Cloud services tend to fit into the category of SaaS (Software-as-a-Service), PaaS (Platform-as-a-Service) or IaaS(Infrastructure-as-a-Service), each one delivering a service that encompasses the stack components below. So, IaaS provides everything needed for server operation so that customers don't have to set-up their own server operation, hardware and server connectivity. PaaS adds a further layer of integrating providing the traditional server stack elements and installed code bases and databases as well as frequently layering on a codeless development environment. And SaaS delivers a complete application to end users via the browser with the rest of the cloud stack supporting it.
While this model seems very helpful in describing the rough layers of the cloud stack, there are is in fact a continuum of cloud services spanning from Iaas to Saas. The key to understanding this continuum is to understand the trade-off between efficiency and flexibility of different requirements. For example, I recently had a need for a collaborative mark-up tool that would quickly screen capture a website and allow me to add comments and graphics as a way to model user experience for our client projects.
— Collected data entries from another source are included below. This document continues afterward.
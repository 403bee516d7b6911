//! ADTS (AAC) fixed + variable header parser

use bitstream_io::{BigEndian, BitRead, BitReader};

use crate::constants::{
    AAC_HEADER_SIZE, AAC_MAX_FRAME_LENGTH, AAC_MIN_FRAME_LENGTH, AAC_SAMPLES_PER_FRAME,
    AAC_SAMPLE_RATES,
};
use crate::error::HeaderError;
use crate::types::{AacFields, FrameFormat, FrameHeader, HeaderFields};

struct RawAdts {
    syncword: u16,
    protection_absent: bool,
    profile: u8,
    sf_index: u8,
    channel_config: u8,
    frame_length: u16,
}

fn read_raw(data: &[u8]) -> std::io::Result<RawAdts> {
    let mut br = BitReader::endian(data, BigEndian);
    let syncword = br.read::<12, u16>()?;
    br.skip(3)?; // id + layer
    let protection_absent = br.read_bit()?;
    let profile = br.read::<2, u8>()?;
    let sf_index = br.read::<4, u8>()?;
    br.skip(1)?; // private bit
    let channel_config = br.read::<3, u8>()?;
    br.skip(4)?; // original/copy, home, copyright bits
    let frame_length = br.read::<13, u16>()?;
    Ok(RawAdts {
        syncword,
        protection_absent,
        profile,
        sf_index,
        channel_config,
        frame_length,
    })
}

/// Frame length of anything carrying the ADTS syncword, other fields unchecked
pub fn adts_sync_length(data: &[u8]) -> Option<usize> {
    let raw = read_raw(data.get(..AAC_HEADER_SIZE)?).ok()?;
    let frame_length = raw.frame_length as usize;
    (raw.syncword == 0x0FFF
        && (AAC_MIN_FRAME_LENGTH..=AAC_MAX_FRAME_LENGTH).contains(&frame_length))
    .then_some(frame_length)
}

/// Parse a 7-byte ADTS header
pub fn parse_adts_header(data: &[u8]) -> Result<FrameHeader, HeaderError> {
    if data.len() < AAC_HEADER_SIZE {
        return Err(HeaderError::Truncated(data.len()));
    }
    let raw = read_raw(&data[..AAC_HEADER_SIZE]).map_err(|_| HeaderError::Truncated(data.len()))?;

    if raw.syncword != 0x0FFF {
        return Err(HeaderError::BadSync);
    }
    if raw.profile == 3 {
        return Err(HeaderError::ReservedProfile);
    }
    let sample_rate = AAC_SAMPLE_RATES[raw.sf_index as usize];
    if sample_rate == 0 {
        return Err(HeaderError::BadSamplingIndex(raw.sf_index));
    }
    if !(1..=7).contains(&raw.channel_config) {
        return Err(HeaderError::BadChannelConfig(raw.channel_config));
    }
    let frame_length = raw.frame_length as usize;
    if !(AAC_MIN_FRAME_LENGTH..=AAC_MAX_FRAME_LENGTH).contains(&frame_length) {
        return Err(HeaderError::BadFrameLength(raw.frame_length));
    }

    Ok(FrameHeader {
        format: FrameFormat::Aac,
        sample_rate,
        frame_length,
        samples_per_frame: AAC_SAMPLES_PER_FRAME,
        fields: HeaderFields::Aac(AacFields {
            profile: raw.profile,
            channel_config: raw.channel_config,
            protection_absent: raw.protection_absent,
        }),
    })
}

#[cfg(test)]
mod tests {
    use super::*;
    use crate::testdata::adts_header;

    #[test]
    fn valid_header_reports_frame_length() {
        let h = adts_header(1, 4, 2, 200, true);
        let parsed = parse_adts_header(&h).unwrap();
        assert_eq!(parsed.frame_length, 200);
        assert_eq!(parsed.sample_rate, 44100);
        assert_eq!(parsed.channels(), 2);
        assert_eq!(parsed.samples_per_frame, 1024);
        assert_eq!(crate::parsers::validate_header(FrameFormat::Aac, &h), Some(200));
    }

    #[test]
    fn reserved_profile_is_rejected_regardless_of_other_fields() {
        for (sf, ch, len) in [(4, 2, 200), (3, 1, 7), (11, 7, 5000)] {
            let h = adts_header(3, sf, ch, len, true);
            assert_eq!(parse_adts_header(&h), Err(HeaderError::ReservedProfile));
        }
    }

    #[test]
    fn invalid_fields() {
        assert_eq!(
            parse_adts_header(&adts_header(1, 13, 2, 200, true)),
            Err(HeaderError::BadSamplingIndex(13))
        );
        assert_eq!(
            parse_adts_header(&adts_header(1, 4, 0, 200, true)),
            Err(HeaderError::BadChannelConfig(0))
        );
        assert_eq!(
            parse_adts_header(&adts_header(1, 4, 2, 6, true)),
            Err(HeaderError::BadFrameLength(6))
        );
        assert_eq!(
            parse_adts_header(&adts_header(1, 4, 2, 5001, true)),
            Err(HeaderError::BadFrameLength(5001))
        );

        let mut h = adts_header(1, 4, 2, 200, true);
        h[1] &= 0x0F;
        assert_eq!(parse_adts_header(&h), Err(HeaderError::BadSync));
        assert_eq!(parse_adts_header(&h[..5]), Err(HeaderError::Truncated(5)));
    }

    #[test]
    fn crc_flag_is_exposed() {
        let parsed = parse_adts_header(&adts_header(1, 3, 2, 300, false)).unwrap();
        assert_eq!(parsed.crc_len(), 2);
        assert_eq!(parsed.sample_rate, 48000);
    }
}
I naturally turned to the cloud to seek solutions. Taking the IaaS route could have yielded something along the lines deploying an Amazon EC2 (aws.amazon.com) server and running Gimp as a cloud service ... a pretty cool idea for an enterprise solution but likely a 6 month endeavor and overkill for my simple requirement. On the other hand I spent about 30 minutes searching the web and found the SaaS image tool Aviary (www.aviary.com) which did the job just fine.
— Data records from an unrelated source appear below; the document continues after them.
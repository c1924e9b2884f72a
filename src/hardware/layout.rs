// Copyright (C) 2026  Caprica Software Limited
//
// This program is free software: you can redistribute it and/or modify
// it under the terms of the GNU General Public License as published by
// the Free Software Foundation, either version 3 of the License, or
// (at your option) any later version.
//
// This program is distributed in the hope that it will be useful,
// but WITHOUT ANY WARRANTY; without even the implied warranty of
// MERCHANTABILITY or FITNESS FOR A PARTICULAR PURPOSE.  See the
// GNU General Public License for more details.
//
// You should have received a copy of the GNU General Public License
// along with this program.  If not, see <https://www.gnu.org/licenses/>.

use super::TextLine;

const CURSOR: &str = "> ";
const NO_CURSOR: &str = "  ";

/// Lays out a titled list with a selection cursor and an optional footer.
///
/// The list is scrolled so the selected row is always visible within
/// `rows` lines in total.
pub fn menu_lines(
    title: &str,
    items: &[String],
    selected: usize,
    footer: Option<&str>,
    rows: usize,
) -> Vec<TextLine> {
    let reserved = 1 + usize::from(footer.is_some());
    let visible = rows.saturating_sub(reserved).max(1);
    let first = (selected + 1).saturating_sub(visible);

    let mut lines = Vec::with_capacity(rows);
    lines.push(TextLine::center(title));
    for (i, item) in items.iter().enumerate().skip(first).take(visible) {
        let cursor = if i == selected { CURSOR } else { NO_CURSOR };
        lines.push(TextLine::left(format!("{}{}", cursor, item)));
    }
    if let Some(footer) = footer {
        while lines.len() < rows.saturating_sub(1) {
            lines.push(TextLine::blank());
        }
        lines.push(TextLine::center(footer));
    }
    lines
}

/// Truncates to `width` characters, marking the cut with a tilde.
pub fn fit(text: &str, width: usize) -> String {
    if text.chars().count() <= width {
        return text.to_string();
    }
    let mut out: String = text.chars().take(width.saturating_sub(1)).collect();
    out.push('~');
    out
}

#[cfg(test)]
mod tests {
    use super::*;

    fn items(count: usize) -> Vec<String> {
        (0..count).map(|i| format!("Item {}", i)).collect()
    }

    #[test]
    fn test_cursor_marks_selection() {
        let lines = menu_lines("MENU", &items(3), 1, None, 8);
        assert_eq!(lines[0], TextLine::center("MENU"));
        assert_eq!(lines[1].text, "  Item 0");
        assert_eq!(lines[2].text, "> Item 1");
        assert_eq!(lines.len(), 4);
    }

    #[test]
    fn test_scrolls_to_keep_selection_visible() {
        let lines = menu_lines("MENU", &items(10), 9, Some("A:OK B:BACK"), 8);
        assert_eq!(lines.len(), 8);
        assert_eq!(lines[6].text, "> Item 9");
        assert_eq!(lines[1].text, "  Item 4");
        assert_eq!(lines[7], TextLine::center("A:OK B:BACK"));
    }

    #[test]
    fn test_footer_pinned_to_last_row() {
        let lines = menu_lines("MENU", &items(2), 0, Some("B:BACK"), 8);
        assert_eq!(lines.len(), 8);
        assert_eq!(lines[7].text, "B:BACK");
    }

    #[test]
    fn test_fit() {
        assert_eq!(fit("short", 16), "short");
        assert_eq!(fit("a very long melody title", 10), "a very lo~");
    }
}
This cloud continuum is also helpful to understand why we see PaaS as an optimal tool for business process application development. Most SaaS applications are too limited in scope and lack the flexibility to support and enterprise or even small business management application. On the other hand just leveraging IaaS for application hosting does not yield the efficiency and cost benefits that SaaS delivers. PaaS tools like QuickBase (www.quickbase.com), WorkXpress (www.workxpress.com) and Wolf Frameworks (www.wolfframeworks.com) allow for flexibility and customization of applications at rapid speeds and low costs.